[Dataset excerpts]

===

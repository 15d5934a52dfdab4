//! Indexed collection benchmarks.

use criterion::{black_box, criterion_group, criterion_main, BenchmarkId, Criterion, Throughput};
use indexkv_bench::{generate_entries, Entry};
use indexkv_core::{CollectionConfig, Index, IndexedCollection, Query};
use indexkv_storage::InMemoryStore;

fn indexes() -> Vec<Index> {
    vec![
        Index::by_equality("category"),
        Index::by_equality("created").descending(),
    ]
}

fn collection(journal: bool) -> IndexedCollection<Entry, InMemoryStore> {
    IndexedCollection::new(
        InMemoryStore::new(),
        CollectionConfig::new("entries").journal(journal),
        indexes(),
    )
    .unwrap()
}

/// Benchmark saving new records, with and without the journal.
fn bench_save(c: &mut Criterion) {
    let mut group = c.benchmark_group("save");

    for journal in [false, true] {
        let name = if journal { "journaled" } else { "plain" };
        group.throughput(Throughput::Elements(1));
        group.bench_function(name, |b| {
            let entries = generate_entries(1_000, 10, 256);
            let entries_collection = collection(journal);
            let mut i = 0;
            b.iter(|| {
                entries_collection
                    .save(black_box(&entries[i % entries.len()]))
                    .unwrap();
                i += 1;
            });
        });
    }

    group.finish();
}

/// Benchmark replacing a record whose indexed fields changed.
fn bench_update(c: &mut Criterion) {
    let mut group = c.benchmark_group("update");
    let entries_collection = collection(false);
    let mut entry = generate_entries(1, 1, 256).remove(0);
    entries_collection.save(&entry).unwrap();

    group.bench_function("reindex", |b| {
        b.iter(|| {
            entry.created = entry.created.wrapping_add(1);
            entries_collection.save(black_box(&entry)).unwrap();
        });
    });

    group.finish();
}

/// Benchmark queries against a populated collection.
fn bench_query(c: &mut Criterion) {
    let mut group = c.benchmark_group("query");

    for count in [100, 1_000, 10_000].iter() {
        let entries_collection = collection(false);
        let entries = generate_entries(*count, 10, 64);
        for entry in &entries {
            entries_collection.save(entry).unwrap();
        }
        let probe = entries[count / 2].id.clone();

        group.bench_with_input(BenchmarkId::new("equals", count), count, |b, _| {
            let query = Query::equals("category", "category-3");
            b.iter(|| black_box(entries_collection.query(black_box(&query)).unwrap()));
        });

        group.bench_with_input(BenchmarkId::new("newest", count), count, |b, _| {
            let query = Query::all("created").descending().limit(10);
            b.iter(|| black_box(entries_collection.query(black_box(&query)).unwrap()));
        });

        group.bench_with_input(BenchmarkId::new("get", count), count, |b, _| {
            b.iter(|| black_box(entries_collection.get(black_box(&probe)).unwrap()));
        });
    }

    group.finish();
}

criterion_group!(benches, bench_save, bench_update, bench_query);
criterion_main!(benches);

===

# Exercise brief
Copy down each line in the entries that has the word "benches".

# Your solution
criterion_group!(benches, bench_save, bench_update, bench_query);
criterion_main!(benches);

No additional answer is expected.